# Photo of the Month March!



## ChickenAdmin (Jun 4, 2012)

We are now accepting entries into the March photo of the month!


----------



## matt_kas (Mar 11, 2013)

Gregory posing for the camera!!

Sent from my iPad using Chicken Forum


----------



## poultrylover99 (Apr 5, 2013)

My new babies!

Sent from my iPad using Chicken Forum


----------



## bkenright (May 7, 2013)

"They will never be able to see us here! "


----------



## 7chicks (Jun 29, 2012)

Meet my sweet girl Alyviah Joy. Always first to head outside no matter what the weather, to explore even if only for a few minutes during the extreme cold.


----------



## TheChickenGuy (Jan 29, 2014)

Isn't that cool?


----------



## drob12985 (Jul 6, 2013)

Our Blue Copper Maran Rooster Ernie

Sent from my iPhone using Chicken Forum


----------



## poultrylover99 (Apr 5, 2013)

Forgot to add the picture lol


----------



## poultrylover99 (Apr 5, 2013)

Ok, here it is! My RIR chick!

Sent from my iPad using Chicken Forum


----------



## poultrylover99 (Apr 5, 2013)

My Easter Egger chicks!!! They are so fluffy!

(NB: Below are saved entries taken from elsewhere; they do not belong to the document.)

//! Filtering, indexing and fingerprinting of on-disk codebases.

use lore::error::LoreError;
use lore::store::{FileFilter, FileStore, LocalStore, StoreError};
use std::fs;
use std::path::Path;
use tempfile::TempDir;

fn write(root: &Path, relative: &str, content: impl AsRef<[u8]>) {
    let path = root.join(relative);
    fs::create_dir_all(path.parent().unwrap()).unwrap();
    fs::write(path, content).unwrap();
}

fn sample_tree() -> TempDir {
    let temp = TempDir::new().unwrap();
    let root = temp.path();
    write(root, "src/main.py", "import util\n");
    write(root, "src/util.py", "def helper(): ...\n");
    write(root, "README.md", "# Sample\n");
    write(root, ".git/config", "[core]\n");
    write(root, "node_modules/pkg/index.js", "module.exports = 1;\n");
    write(root, ".env", "SECRET=1\n");
    write(root, "docs/logo.png", "not really a png");
    write(root, "data/blob.py", [0xffu8, 0xfe, 0x00, 0x81]);
    write(root, "big.py", "x".repeat(2048));
    temp
}

fn paths(store: &impl FileStore) -> Vec<&str> {
    store.list().iter().map(|f| f.path.as_str()).collect()
}

#[test]
fn test_only_source_files_are_admitted() {
    let temp = sample_tree();
    let filter = FileFilter::new(&[] as &[&str], &[], 1024).unwrap();
    let store = LocalStore::open(temp.path(), &filter).unwrap();

    assert_eq!(paths(&store), vec!["README.md", "src/main.py", "src/util.py"]);
    for (i, file) in store.list().iter().enumerate() {
        assert_eq!(file.index, i);
    }
}

#[test]
fn test_reads_normalize_paths() {
    let temp = sample_tree();
    let store = LocalStore::open(temp.path(), &FileFilter::default()).unwrap();

    assert_eq!(store.read("./src/main.py").unwrap(), "import util\n");
    assert_eq!(store.read("src\\util.py").unwrap(), "def helper(): ...\n");
    assert_eq!(
        store.read("src/missing.py").unwrap_err(),
        StoreError::NotFound("src/missing.py".to_string())
    );
    // Present on disk but filtered out
    assert!(store.read(".env").is_err());
}

#[test]
fn test_include_and_exclude_patterns() {
    let temp = sample_tree();
    let include_py = FileFilter::new(&["*.py"], &[], 1024).unwrap();
    let store = LocalStore::open(temp.path(), &include_py).unwrap();
    assert_eq!(paths(&store), vec!["src/main.py", "src/util.py"]);

    let no_util = FileFilter::new(&[] as &[&str], &["src/util.py"], 1024).unwrap();
    let store = LocalStore::open(temp.path(), &no_util).unwrap();
    assert_eq!(paths(&store), vec!["README.md", "src/main.py"]);
}

#[test]
fn test_nothing_admitted_is_unavailable() {
    let temp = TempDir::new().unwrap();
    write(temp.path(), "image.png", "png");
    let err = LocalStore::open(temp.path(), &FileFilter::default()).unwrap_err();
    assert!(matches!(err, LoreError::SourceUnavailable(_)));

    let err = LocalStore::open(&temp.path().join("absent"), &FileFilter::default()).unwrap_err();
    assert!(matches!(err, LoreError::SourceUnavailable(_)));
}

#[test]
fn test_fingerprint_tracks_content() {
    let temp = sample_tree();
    let filter = FileFilter::default();
    let first = LocalStore::open(temp.path(), &filter).unwrap().fingerprint();
    let again = LocalStore::open(temp.path(), &filter).unwrap().fingerprint();
    assert_eq!(first, again);
    assert_eq!(first.len(), 64);

    write(temp.path(), "src/util.py", "def helper(): return 1\n");
    let edited = LocalStore::open(temp.path(), &filter).unwrap().fingerprint();
    assert_ne!(first, edited);
}

#[test]
fn test_location_is_reported() {
    let temp = sample_tree();
    let store = LocalStore::open_as(temp.path(), "https://example.com/acme/tool.git", &FileFilter::default())
        .unwrap();
    assert_eq!(store.location(), "https://example.com/acme/tool.git");
    assert_eq!(store.root(), temp.path());
}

Sent from my iPad using Chicken Forum


----------



## BamaChicks (Mar 24, 2014)

Our bantam chicks and ducks posing for Easter pics.

Sent from my iPhone using Chicken Forum


----------



## BamaChicks (Mar 24, 2014)

Sent from my iPhone using Chicken Forum


----------



## BamaChicks (Mar 24, 2014)

Sorry. Forgot the description
1) My son, Nate with his bantam chick Dottie. 

2) my son, Charlie with our red pullet Ugly (4wks). She wants to be held all of the time. She is the queen of our chicks. 

3) Our ducks, Tweety and Daisy love to mother are tiny bantams. Here is Chippy Chick enjoying nap time with his 2 mothers. 

4) this is my son Hunter's bantam, Chicken Little. 

5) Tweety and Daisy taking care of their babies, Chippy Chick, Lulu, Dottie and Chicken Little. 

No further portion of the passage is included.